Work to complete: An exact printout of all the entries is required.

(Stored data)
#####

//! Configuration for LedgerKV
//!
//! Centralized configuration with sensible defaults.

use std::path::PathBuf;

/// Default capacity of the append queue
pub const DEFAULT_QUEUE_CAPACITY: usize = 16;

/// Default maximum binary frame payload (16 MB)
pub const DEFAULT_MAX_FRAME_SIZE: usize = 16 * 1024 * 1024;

/// Main configuration for a LedgerKV instance
#[derive(Debug, Clone)]
pub struct Config {
    // -------------------------------------------------------------------------
    // Log Backend Configuration
    // -------------------------------------------------------------------------
    /// Which durable medium backs the transaction log
    pub backend: Backend,

    /// Capacity of the bounded append queue. Producers block when it is full.
    pub queue_capacity: usize,

    /// Largest payload a binary frame may carry, checked on read and write
    pub max_frame_size: usize,

    /// How often file backends fsync
    pub sync_strategy: WalSyncStrategy,
}

/// Durable medium for the transaction log
#[derive(Debug, Clone, PartialEq, Eq)]
pub enum Backend {
    /// Tab-separated text, one event per line
    TextFile(PathBuf),

    /// Length-prefixed binary frames
    BinaryFile(PathBuf),

    /// SQLite database file holding a `transactions` table
    Sqlite(PathBuf),

    /// Private in-memory SQLite database (lost on drop)
    SqliteInMemory,
}

/// WAL sync strategy for file backends
#[derive(Debug, Clone, Copy, PartialEq, Eq)]
pub enum WalSyncStrategy {
    /// Flush user-space buffers after every event, leave fsync to the OS
    FlushOnly,

    /// fsync after every write (safest, slowest)
    EveryWrite,

    /// fsync after N uncommitted entries (balanced durability/performance)
    EveryNEntries { count: usize },
}

impl Default for Config {
    fn default() -> Self {
        Self {
            backend: Backend::BinaryFile(PathBuf::from("./transaction.log")),
            queue_capacity: DEFAULT_QUEUE_CAPACITY,
            max_frame_size: DEFAULT_MAX_FRAME_SIZE,
            sync_strategy: WalSyncStrategy::FlushOnly,
        }
    }
}

impl Config {
    /// Create a new config builder
    pub fn builder() -> ConfigBuilder {
        ConfigBuilder::default()
    }

    /// Check values that would otherwise fail later in less obvious ways
    pub fn validate(&self) -> crate::Result<()> {
        if self.queue_capacity == 0 {
            return Err(crate::LedgerError::Config(
                "queue_capacity must be at least 1".to_string(),
            ));
        }
        if self.max_frame_size == 0 || self.max_frame_size > u32::MAX as usize {
            return Err(crate::LedgerError::Config(format!(
                "max_frame_size must be in 1..={}",
                u32::MAX
            )));
        }
        if let WalSyncStrategy::EveryNEntries { count: 0 } = self.sync_strategy {
            return Err(crate::LedgerError::Config(
                "EveryNEntries count must be at least 1".to_string(),
            ));
        }
        Ok(())
    }
}

/// Builder for Config
#[derive(Default)]
pub struct ConfigBuilder {
    config: Config,
}

impl ConfigBuilder {
    /// Set the log backend
    pub fn backend(mut self, backend: Backend) -> Self {
        self.config.backend = backend;
        self
    }

    /// Set the append queue capacity
    pub fn queue_capacity(mut self, capacity: usize) -> Self {
        self.config.queue_capacity = capacity;
        self
    }

    /// Set the maximum binary frame size (in bytes)
    pub fn max_frame_size(mut self, size: usize) -> Self {
        self.config.max_frame_size = size;
        self
    }

    /// Set the WAL sync strategy
    pub fn sync_strategy(mut self, strategy: WalSyncStrategy) -> Self {
        self.config.sync_strategy = strategy;
        self
    }

    pub fn build(self) -> Config {
        self.config
    }
}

#####

Solution for this exercise:
//! Configuration for LedgerKV
//!
//! Centralized configuration with sensible defaults.

use std::path::PathBuf;

/// Default capacity of the append queue
pub const DEFAULT_QUEUE_CAPACITY: usize = 16;

/// Default maximum binary frame payload (16 MB)
pub const DEFAULT_MAX_FRAME_SIZE: usize = 16 * 1024 * 1024;

/// Main configuration for a LedgerKV instance
#[derive(Debug, Clone)]
pub struct Config {
    // -------------------------------------------------------------------------
    // Log Backend Configuration
    // -------------------------------------------------------------------------
    /// Which durable medium backs the transaction log
    pub backend: Backend,

    /// Capacity of the bounded append queue. Producers block when it is full.
    pub queue_capacity: usize,

    /// Largest payload a binary frame may carry, checked on read and write
    pub max_frame_size: usize,

    /// How often file backends fsync
    pub sync_strategy: WalSyncStrategy,
}

/// Durable medium for the transaction log
#[derive(Debug, Clone, PartialEq, Eq)]
pub enum Backend {
    /// Tab-separated text, one event per line
    TextFile(PathBuf),

    /// Length-prefixed binary frames
    BinaryFile(PathBuf),

    /// SQLite database file holding a `transactions` table
    Sqlite(PathBuf),

    /// Private in-memory SQLite database (lost on drop)
    SqliteInMemory,
}

/// WAL sync strategy for file backends
#[derive(Debug, Clone, Copy, PartialEq, Eq)]
pub enum WalSyncStrategy {
    /// Flush user-space buffers after every event, leave fsync to the OS
    FlushOnly,

    /// fsync after every write (safest, slowest)
    EveryWrite,

    /// fsync after N uncommitted entries (balanced durability/performance)
    EveryNEntries { count: usize },
}

impl Default for Config {
    fn default() -> Self {
        Self {
            backend: Backend::BinaryFile(PathBuf::from("./transaction.log")),
            queue_capacity: DEFAULT_QUEUE_CAPACITY,
            max_frame_size: DEFAULT_MAX_FRAME_SIZE,
            sync_strategy: WalSyncStrategy::FlushOnly,
        }
    }
}

impl Config {
    /// Create a new config builder
    pub fn builder() -> ConfigBuilder {
        ConfigBuilder::default()
    }

    /// Check values that would otherwise fail later in less obvious ways
    pub fn validate(&self) -> crate::Result<()> {
        if self.queue_capacity == 0 {
            return Err(crate::LedgerError::Config(
                "queue_capacity must be at least 1".to_string(),
            ));
        }
        if self.max_frame_size == 0 || self.max_frame_size > u32::MAX as usize {
            return Err(crate::LedgerError::Config(format!(
                "max_frame_size must be in 1..={}",
                u32::MAX
            )));
        }
        if let WalSyncStrategy::EveryNEntries { count: 0 } = self.sync_strategy {
            return Err(crate::LedgerError::Config(
                "EveryNEntries count must be at least 1".to_string(),
            ));
        }
        Ok(())
    }
}

/// Builder for Config
#[derive(Default)]
pub struct ConfigBuilder {
    config: Config,
}

impl ConfigBuilder {
    /// Set the log backend
    pub fn backend(mut self, backend: Backend) -> Self {
        self.config.backend = backend;
        self
    }

    /// Set the append queue capacity
    pub fn queue_capacity(mut self, capacity: usize) -> Self {
        self.config.queue_capacity = capacity;
        self
    }

    /// Set the maximum binary frame size (in bytes)
    pub fn max_frame_size(mut self, size: usize) -> Self {
        self.config.max_frame_size = size;
        self
    }

    /// Set the WAL sync strategy
    pub fn sync_strategy(mut self, strategy: WalSyncStrategy) -> Self {
        self.config.sync_strategy = strategy;
        self
    }

    pub fn build(self) -> Config {
        self.config
    }
}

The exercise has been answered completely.